_Exercise description_
Search the data for "async". Return each matching line.

_The input_
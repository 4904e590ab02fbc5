//! Verdict comparator
//!
//! **Normalization rules:**
//! - `\r\n` and lone `\r` line endings are read as `\n`
//! - Leading and trailing whitespace of the whole output is stripped
//! - Interior whitespace, blank lines and case are preserved
//! - Comparison is exact equality of the normalized text

use std::path::Path;

use tokio::fs;

use super::diff::{line_diff, DiffLine};
use crate::models::CaseFailure;

/// Outcome of a successful comparison
#[derive(Debug, Clone, PartialEq, Eq)]
pub struct Comparison {
    pub verdict: bool,
    /// Normalized actual output
    pub actual: String,
    /// Normalized expected output
    pub expected: String,
    /// Empty when the verdict is true or diffs are disabled
    pub diff: Vec<DiffLine>,
}

/// Normalize output for comparison
pub fn normalize(output: &str) -> &str {
    output.trim()
}

/// Compare two in-memory outputs
pub fn compare_text(actual: &str, expected: &str, with_diff: bool) -> Comparison {
    let actual = unify_line_endings(actual);
    let expected = unify_line_endings(expected);
    let actual = normalize(&actual);
    let expected = normalize(&expected);
    let verdict = actual == expected;

    let diff = if !verdict && with_diff {
        line_diff(expected, actual)
    } else {
        Vec::new()
    };

    Comparison {
        verdict,
        actual: actual.to_string(),
        expected: expected.to_string(),
        diff,
    }
}

/// Read both files and compare them. Either file being unreadable is a
/// [`CaseFailure::Comparison`], which leaves the verdict empty rather than
/// false.
pub async fn compare(
    actual_path: &Path,
    expected_path: &Path,
    with_diff: bool,
) -> Result<Comparison, CaseFailure> {
    let actual = read_text(actual_path, "actual output").await?;
    let expected = read_text(expected_path, "expected output").await?;

    Ok(compare_text(&actual, &expected, with_diff))
}

async fn read_text(path: &Path, what: &str) -> Result<String, CaseFailure> {
    let bytes = fs::read(path).await.map_err(|e| {
        CaseFailure::Comparison(format!("Cannot read {} {}: {}", what, path.display(), e))
    })?;
    Ok(String::from_utf8_lossy(&bytes).into_owned())
}

/// Translate `\r\n` and lone `\r` to `\n`
pub fn unify_line_endings(text: &str) -> String {
    if !text.contains('\r') {
        return text.to_string();
    }
    text.replace("\r\n", "\n").replace('\r', "\n")
}

#[cfg(test)]
mod tests {
    use super::*;
    use crate::judge::diff::DiffKind;

    #[test]
    fn test_normalize() {
        assert_eq!(normalize("hello"), "hello");
        assert_eq!(normalize("  hello  "), "hello");
        assert_eq!(normalize("\nhello\n"), "hello");
        assert_eq!(normalize("a\n\nb\n"), "a\n\nb");
        assert_eq!(normalize("   "), "");
    }

    #[test]
    fn test_boundary_whitespace_ignored() {
        let result = compare_text("\n  5 \n\n", "5", true);
        assert!(result.verdict);
        assert_eq!(result.actual, "5");
        assert!(result.diff.is_empty());
    }

    #[test]
    fn test_interior_difference() {
        let result = compare_text("1 2 3\n4 5 6", "1 2 3\n4 5 7", true);
        assert!(!result.verdict);
        assert_eq!(result.diff.len(), 2);
        assert_eq!(result.diff[0].kind, DiffKind::Removed);
        assert_eq!(result.diff[0].text, "4 5 7");
        assert_eq!(result.diff[0].line_number, 2);
        assert_eq!(result.diff[1].kind, DiffKind::Inserted);
        assert_eq!(result.diff[1].text, "4 5 6");
    }

    #[test]
    fn test_interior_whitespace_matters() {
        assert!(!compare_text("1  2", "1 2", false).verdict);
        assert!(!compare_text("a\n\nb", "a\nb", false).verdict);
    }

    #[test]
    fn test_diff_disabled() {
        let result = compare_text("5", "6", false);
        assert!(!result.verdict);
        assert!(result.diff.is_empty());
    }

    #[tokio::test]
    async fn test_compare_files() {
        let dir = tempfile::tempdir().unwrap();
        let actual = dir.path().join("actual1.txt");
        let expected = dir.path().join("output1.txt");
        std::fs::write(&actual, "5\n").unwrap();
        std::fs::write(&expected, "5").unwrap();

        let result = compare(&actual, &expected, true).await.unwrap();
        assert!(result.verdict);
        assert_eq!(result.expected, "5");
    }

    #[test]
    fn test_unify_line_endings() {
        assert_eq!(unify_line_endings("5\r\n6\r\n"), "5\n6\n");
        assert_eq!(unify_line_endings("a\rb\r\nc"), "a\nb\nc");
        assert_eq!(unify_line_endings("plain\n"), "plain\n");
    }

    #[tokio::test]
    async fn test_crlf_expected_matches_lf_output() {
        let dir = tempfile::tempdir().unwrap();
        let actual = dir.path().join("actual1.txt");
        let expected = dir.path().join("output1.txt");
        std::fs::write(&actual, "5\n6\n").unwrap();
        std::fs::write(&expected, "5\r\n6\r\n").unwrap();

        let result = compare(&actual, &expected, true).await.unwrap();
        assert!(result.verdict);
        assert_eq!(result.expected, "5\n6");
    }

    #[tokio::test]
    async fn test_wrong_answer_always_has_diff() {
        let dir = tempfile::tempdir().unwrap();
        let actual = dir.path().join("actual1.txt");
        let expected = dir.path().join("output1.txt");
        let pairs = [
            ("5\n6\n", "5\r\n7\r\n"),
            ("1 2", "1  2"),
            ("a\n\nb", "a\nb"),
            ("x", ""),
        ];

        for (out, exp) in pairs {
            std::fs::write(&actual, out).unwrap();
            std::fs::write(&expected, exp).unwrap();
            let result = compare(&actual, &expected, true).await.unwrap();
            assert!(!result.verdict, "{:?} vs {:?}", out, exp);
            assert!(!result.diff.is_empty(), "{:?} vs {:?}", out, exp);
        }
    }

    #[tokio::test]
    async fn test_missing_expected_file() {
        let dir = tempfile::tempdir().unwrap();
        let actual = dir.path().join("actual1.txt");
        std::fs::write(&actual, "5\n").unwrap();

        let err = compare(&actual, &dir.path().join("output1.txt"), true)
            .await
            .unwrap_err();
        assert!(matches!(err, CaseFailure::Comparison(msg) if msg.contains("expected output")));
    }

    #[tokio::test]
    async fn test_missing_actual_file() {
        let dir = tempfile::tempdir().unwrap();
        let expected = dir.path().join("output1.txt");
        std::fs::write(&expected, "5").unwrap();

        let err = compare(&dir.path().join("actual1.txt"), &expected, true)
            .await
            .unwrap_err();
        assert!(matches!(err, CaseFailure::Comparison(msg) if msg.contains("actual output")));
    }
}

_Solved exercise_
pub async fn compare(
async fn read_text(path: &Path, what: &str) -> Result<String, CaseFailure> {
    async fn test_compare_files() {
    async fn test_crlf_expected_matches_lf_output() {
    async fn test_wrong_answer_always_has_diff() {
    async fn test_missing_expected_file() {
    async fn test_missing_actual_file() {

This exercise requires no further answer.